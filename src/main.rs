//! AuditPilot: compliance maturity scorecard CLI

use anyhow::{Context, Result};
use auditpilot::batch::{
    aggregate_stats, assess_files_parallel, assess_files_sequential, collect_evidence_files,
    configure_threads, PARALLEL_THRESHOLD,
};
use auditpilot::config::{self, build_ignore_set, load_config, CONFIG_FILENAME};
use auditpilot::reporter::{ConsoleReporter, JsonReporter};
use auditpilot::{server, ScoringEngine};
use clap::{Parser, Subcommand};
use colored::Colorize;
use std::path::{Path, PathBuf};
use std::process::ExitCode;
use tracing_subscriber::{fmt, prelude::*, EnvFilter};

/// AuditPilot: compliance maturity scorecard
#[derive(Parser, Debug)]
#[command(name = "auditpilot")]
#[command(author, version, about, long_about = None)]
#[command(args_conflicts_with_subcommands = true)]
struct Args {
    #[command(subcommand)]
    command: Option<Commands>,

    /// Evidence file or directory to assess, or - for stdin
    path: Option<PathBuf>,

    /// Output format as JSON
    #[arg(long, short, global = true)]
    json: bool,

    /// Minimum overall score (exit 1 if below)
    #[arg(long, short)]
    threshold: Option<f64>,

    /// Quiet mode (one line per file)
    #[arg(long, short)]
    quiet: bool,

    /// Verbose output and debug logging
    #[arg(long, short, global = true)]
    verbose: bool,

    /// Path to config file (default: search .auditpilotrc.json in current dir and parents)
    #[arg(long, global = true)]
    config: Option<PathBuf>,

    /// Assess files in parallel (default for directories with many files)
    #[arg(long)]
    parallel: bool,

    /// Number of parallel threads (default: number of CPU cores)
    #[arg(long, value_name = "N")]
    jobs: Option<usize>,
}

#[derive(Subcommand, Debug)]
enum Commands {
    /// Score a single control from its base score and enhancement tier
    Score {
        /// Base score (0-100)
        #[arg(allow_negative_numbers = true)]
        base_score: f64,

        /// Enhancement tier: none, moderate, significant, transformational
        enhancement: String,
    },

    /// Run a JSON-RPC server on stdin/stdout
    Serve,

    /// List control families, multipliers and maturity bands
    Families,

    /// Create .auditpilotrc.json with the default tables
    Init {
        /// Minimum overall score (e.g. 60)
        #[arg(long)]
        threshold: Option<f64>,

        /// Directory in which to create config (default: current)
        #[arg(long)]
        dir: Option<PathBuf>,
    },
}

fn main() -> ExitCode {
    let args = Args::parse();
    init_logging(args.verbose);

    match run(args) {
        Ok(code) => code,
        Err(e) => {
            eprintln!("{}: {:#}", "Error".red().bold(), e);
            ExitCode::from(2)
        }
    }
}

fn init_logging(verbose: bool) {
    let default_level = if verbose { "debug" } else { "warn" };
    let filter =
        EnvFilter::try_from_default_env().unwrap_or_else(|_| EnvFilter::new(default_level));
    tracing_subscriber::registry()
        .with(fmt::layer().with_writer(std::io::stderr))
        .with(filter)
        .init();
}

fn run(args: Args) -> Result<ExitCode> {
    let cwd = std::env::current_dir().context("Failed to get current directory")?;

    if let Some(Commands::Init { threshold, dir }) = &args.command {
        return run_init(*threshold, dir.as_deref().unwrap_or(&cwd));
    }

    // Resolve work directory for config search
    let work_dir = match args.path.as_deref() {
        Some(p) if p.is_dir() => p.to_path_buf(),
        Some(p) => p
            .parent()
            .filter(|parent| !parent.as_os_str().is_empty())
            .map(Path::to_path_buf)
            .unwrap_or_else(|| cwd.clone()),
        None => cwd.clone(),
    };

    // Load config (CLI flags override config file)
    let custom_config = args.config.as_ref().map(|p| cwd.join(p));
    let config =
        load_config(&work_dir, custom_config.as_deref())?.merge_with_cli(args.threshold);
    let tables = config::scoring_tables(&config)?;
    let engine = ScoringEngine::with_tables(tables);

    match &args.command {
        Some(Commands::Score {
            base_score,
            enhancement,
        }) => return run_score(&engine, *base_score, enhancement, args.json),
        Some(Commands::Serve) => {
            server::run_server(&engine)?;
            return Ok(ExitCode::SUCCESS);
        }
        Some(Commands::Families) => return run_families(&engine, args.json),
        Some(Commands::Init { .. }) | None => {}
    }

    let path = args
        .path
        .clone()
        .context("An evidence path is required when not using a subcommand")?;

    let ignore_set = if config.ignore.is_empty() {
        None
    } else {
        Some(build_ignore_set(&config.ignore)?)
    };
    let patterns = config.get_evidence_patterns();
    let files = collect_evidence_files(&path, ignore_set.as_ref(), &patterns)?;

    if files.is_empty() {
        eprintln!("{}: No evidence files found", "Warning".yellow());
        return Ok(ExitCode::from(2));
    }

    if let Some(jobs) = args.jobs {
        configure_threads(jobs)?;
    }

    let use_parallel = args.parallel || files.len() > PARALLEL_THRESHOLD;
    let (results, failures) = if use_parallel {
        assess_files_parallel(&engine, &files)
    } else {
        assess_files_sequential(&engine, &files)
    };

    for failure in &failures {
        if !args.quiet {
            eprintln!(
                "{}: Failed to assess {}: {}",
                "Error".red(),
                failure.file.display(),
                failure.error
            );
        }
    }

    if results.is_empty() {
        if failures.len() == 1 && args.quiet {
            eprintln!("{}: {}", "Error".red(), failures[0].error);
        }
        return Ok(ExitCode::from(2));
    }

    let stats = aggregate_stats(&results);
    let single = results.len() == 1 && failures.is_empty();

    if args.json {
        let reporter = JsonReporter::new().pretty();
        if single {
            println!("{}", reporter.report(&results[0].report));
        } else {
            println!("{}", reporter.report_with_summary(&results, &stats));
        }
    } else {
        let mut reporter = ConsoleReporter::new(engine.tables());
        if args.verbose {
            reporter = reporter.verbose();
        }
        if args.quiet {
            for result in &results {
                reporter.report_quiet(&result.report, Some(&result.file));
            }
        } else if single {
            reporter.report(&results[0].report, Some(&results[0].file));
        } else {
            reporter.report_many(&results, &stats);
        }
    }

    if let Some(threshold) = config.threshold {
        let below: Vec<_> = results
            .iter()
            .filter(|r| r.report.overall_score < threshold)
            .collect();
        if !below.is_empty() {
            if !args.quiet {
                for r in &below {
                    eprintln!(
                        "{}: {} scored {:.2}, below threshold {:.2}",
                        "Threshold".red().bold(),
                        r.file.display(),
                        r.report.overall_score,
                        threshold
                    );
                }
            }
            return Ok(ExitCode::from(1));
        }
    }

    if !failures.is_empty() {
        return Ok(ExitCode::from(2));
    }

    Ok(ExitCode::SUCCESS)
}

fn run_score(
    engine: &ScoringEngine,
    base_score: f64,
    enhancement: &str,
    json: bool,
) -> Result<ExitCode> {
    let result = engine.score_control(base_score, enhancement);

    if json {
        println!("{}", JsonReporter::new().pretty().render(&result, "{}"));
    } else {
        if engine.tables().multipliers.get(enhancement).is_none() {
            eprintln!(
                "{}: unknown enhancement tier '{}', using multiplier 1.0",
                "Warning".yellow(),
                enhancement
            );
        }
        println!(
            "{} x {} ({}) = {}",
            result.base_score,
            result.multiplier,
            result.enhancement,
            format!("{:.2}", result.final_score).bold()
        );
    }
    Ok(ExitCode::SUCCESS)
}

fn run_families(engine: &ScoringEngine, json: bool) -> Result<ExitCode> {
    let tables = engine.tables();

    if json {
        println!("{}", JsonReporter::new().pretty().render(tables, "{}"));
        return Ok(ExitCode::SUCCESS);
    }

    println!("{}", "Control Families:".bold());
    for family in tables.families.iter() {
        println!(
            "   {:<3} {:>5.1}%  {}",
            family.id,
            family.weight * 100.0,
            family.name
        );
    }
    println!(
        "   {}",
        format!("Total weight: {:.2}", tables.families.total_weight()).dimmed()
    );
    println!();

    println!("{}", "Enhancement Multipliers:".bold());
    for (tier, multiplier) in tables.multipliers.iter() {
        println!("   {:<17} x{}", tier.as_str(), multiplier);
    }
    println!();

    println!("{}", "Maturity Levels:".bold());
    for band in tables.maturity.bands() {
        println!("   {:<11} {} - {}", band.level.as_str(), band.min, band.max);
    }
    Ok(ExitCode::SUCCESS)
}

fn run_init(threshold: Option<f64>, dir: &Path) -> Result<ExitCode> {
    let config_path = dir.join(CONFIG_FILENAME);

    if config_path.exists() {
        eprintln!(
            "{}: {} already exists; use --dir to write elsewhere or remove it first",
            "Warning".yellow(),
            config_path.display()
        );
        return Ok(ExitCode::SUCCESS);
    }

    let threshold_value = threshold.unwrap_or(60.0);
    let tables = auditpilot::ScoringTables::default();

    let json = serde_json::json!({
        "threshold": threshold_value,
        "ignore": ["**/drafts/**"],
        "evidencePatterns": [".json"],
        "families": tables.families,
        "multipliers": tables.multipliers,
        "maturityLevels": tables.maturity,
        "recommendations": tables.narrative,
    });
    let content = serde_json::to_string_pretty(&json).context("Failed to render config")?;

    std::fs::write(&config_path, content + "\n")
        .with_context(|| format!("Failed to write config to {}", config_path.display()))?;

    println!(
        "{}: Created {} with threshold={}",
        "Done".green().bold(),
        config_path.display(),
        threshold_value
    );
    Ok(ExitCode::SUCCESS)
}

════════════════════

◆ **Exercise requirements**
Show the lines from the data above that contain the string "jobs".

◆ **Expected answer**
    jobs: Option<usize>,
    if let Some(jobs) = args.jobs {
        configure_threads(jobs)?;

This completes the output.